I want to state something, I've been heavy since I hit 14. I was an active child, but I admit, my parents had poor eating habits, which they taught me, and we never had the money for 'healthy food', we went for cheap, filling, and easy to get. Lot's of potatoes, rice, and fried chicken do not make a girl skinny, but if you want to eat, that's what you got. Add to this my genetics are against me, there's no way around that. And I have more joint issues than anyone under 30 should have at my age, due to a condition I've had since I was 4.

So tell me, how is it easy to be skinny again? I want it explained to me, perhaps my old, college addled brain doesn't get it.
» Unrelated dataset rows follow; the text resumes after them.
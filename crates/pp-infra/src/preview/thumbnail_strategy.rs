use std::io::Write;
use std::path::{Path, PathBuf};

use async_trait::async_trait;
use pp_core::ports::PreviewStrategyPort;
use pp_core::{Cancelled, PreviewGenerationContext, PreviewResult};
use thiserror::Error;
use tokio_util::sync::CancellationToken;
use tracing::{debug, warn};

use crate::cache::persist_with;
use crate::package::{PackageError, PresentationPackage};

use super::placeholder::{encode_png, render_placeholder};

const STRATEGY_NAME: &str = "package_thumbnail";
const PACKAGE_EXTENSION: &str = "pptx";

#[derive(Debug, Error)]
enum ThumbnailError {
    #[error("cancelled")]
    Cancelled,

    #[error(transparent)]
    Package(#[from] PackageError),

    #[error("cache write failed: {0}")]
    Io(#[from] std::io::Error),

    #[error("placeholder encoding failed: {0}")]
    Image(#[from] image::ImageError),
}

/// Embedded package thumbnail, or a synthesized placeholder when the package
/// has none.
///
/// Only handles `.pptx`. Always succeeds for readable packages, which makes
/// it the terminal fallback of the pipeline.
#[derive(Debug, Default, Clone, Copy)]
pub struct PackageThumbnailStrategy;

impl PackageThumbnailStrategy {
    pub fn new() -> Self {
        Self
    }
}

fn check(cancel: &CancellationToken) -> Result<(), ThumbnailError> {
    if cancel.is_cancelled() {
        return Err(ThumbnailError::Cancelled);
    }
    Ok(())
}

fn heading_for(presentation: &Path) -> String {
    presentation
        .file_stem()
        .map(|stem| stem.to_string_lossy().into_owned())
        .unwrap_or_default()
}

/// Blocking body: open, copy or synthesize, write into the cache.
fn build_preview(
    presentation: &Path,
    target: &Path,
    cancel: &CancellationToken,
) -> Result<PathBuf, ThumbnailError> {
    if let Some(dir) = target.parent() {
        std::fs::create_dir_all(dir)?;
    }

    check(cancel)?;
    let mut package = PresentationPackage::open(presentation)?;

    check(cancel)?;
    if let Some(part) = package.thumbnail_part()? {
        debug!(path = %presentation.display(), part = %part, "copying embedded thumbnail");
        persist_with(target, |file| {
            package
                .copy_part(&part, file)
                .map(|_| ())
                .map_err(std::io::Error::other)
        })?;
        return Ok(target.to_path_buf());
    }

    let title = match package.first_slide_title() {
        Ok(title) => title,
        Err(err) => {
            debug!(path = %presentation.display(), error = %err, "no readable slide title");
            None
        }
    };

    check(cancel)?;
    let image = render_placeholder(&heading_for(presentation), title.as_deref());
    let bytes = encode_png(&image)?;

    check(cancel)?;
    persist_with(target, |file| file.write_all(&bytes))?;
    debug!(path = %presentation.display(), "placeholder preview written");
    Ok(target.to_path_buf())
}

#[async_trait]
impl PreviewStrategyPort for PackageThumbnailStrategy {
    fn name(&self) -> &'static str {
        STRATEGY_NAME
    }

    fn can_handle(&self, path: &Path) -> bool {
        path.extension()
            .and_then(|ext| ext.to_str())
            .is_some_and(|ext| ext.eq_ignore_ascii_case(PACKAGE_EXTENSION))
    }

    async fn generate(
        &self,
        path: &Path,
        context: &PreviewGenerationContext,
        cancel: &CancellationToken,
    ) -> Result<PreviewResult, Cancelled> {
        if cancel.is_cancelled() {
            return Err(Cancelled);
        }
        if let Some(cached) = context.cached_preview(path) {
            return Ok(PreviewResult::success(cached));
        }

        let presentation = path.to_path_buf();
        let target = context.cache_path_for(path);
        let token = cancel.clone();
        let task =
            tokio::task::spawn_blocking(move || build_preview(&presentation, &target, &token));

        match task.await {
            Ok(Ok(image_path)) => Ok(PreviewResult::success(image_path)),
            Ok(Err(ThumbnailError::Cancelled)) => Err(Cancelled),
            Ok(Err(err)) => {
                warn!(path = %path.display(), error = %err, "package thumbnail failed");
                Ok(PreviewResult::failure(err.to_string()))
            }
            Err(join_err) => {
                warn!(path = %path.display(), error = %join_err, "package thumbnail task failed");
                Ok(PreviewResult::failure(format!("preview task failed: {join_err}")))
            }
        }
    }
}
I do exercise. I have changed my eating habits. I now park far from places, I take stairs instead of elevators. I don't drink soda, I try to go easy on the sweets, (I at least watch how much of any sweet I eat in a sitting). I rarely eat fast food, I have almost cut pizza out of my life completely. I don't drink like a mad woman on weekends, and have cut it to a moderate amount. I do like my greasy spoon food once on the weekends, but through the week I eat healthy and try to watch what and how often I eat at my extremely boring job. I don't even drink my much beloved tea lattes but once in a while.

And yet I'm still 185 lbs at 5'6 in. even. I want to know, how in the hell is it to be skinny?

Perhaps on your diet of grass and skittles it might be easier to manage. I'm fighting an uphill battle with a lifetime of poor eating, bad joints, and an office that doesn't lend itself to activity. I have a family full of heavy women, born of stout Midwestern stock. This is NOT an easy thing. When you live in a city full of rail thin-glamourous girls who live in gyms, and you are trying to find time to do a work out video at home, then you tell me how easy that is.

And you know what, thin is not beautiful. I look at some girls and don't find them attractive. Overweight isn't a good or healthy thing either, trust me, I know, hence why I try so hard to not get any worse than I am. But it isn't EASY to try and be thin, anymore than it is easy to stop smoking, or to run a marathon. It is something that you work with day in and day out, and you keep trying, and it isn't made any easier by ignorant teenagers who feel that they have the right to be condescending and judgemental. There is a reason people like this are hated by other high schoolers, they are elitist snobs who have no idea or concept of the world outside or how difficult it is to live with such things.

And you know what, to be told that I'm beautiful and pretty once in a while despite the fact I am not thin is awful damn nice, thank you very much. It helps make this loosing weight thing a bit 'easier' as it were.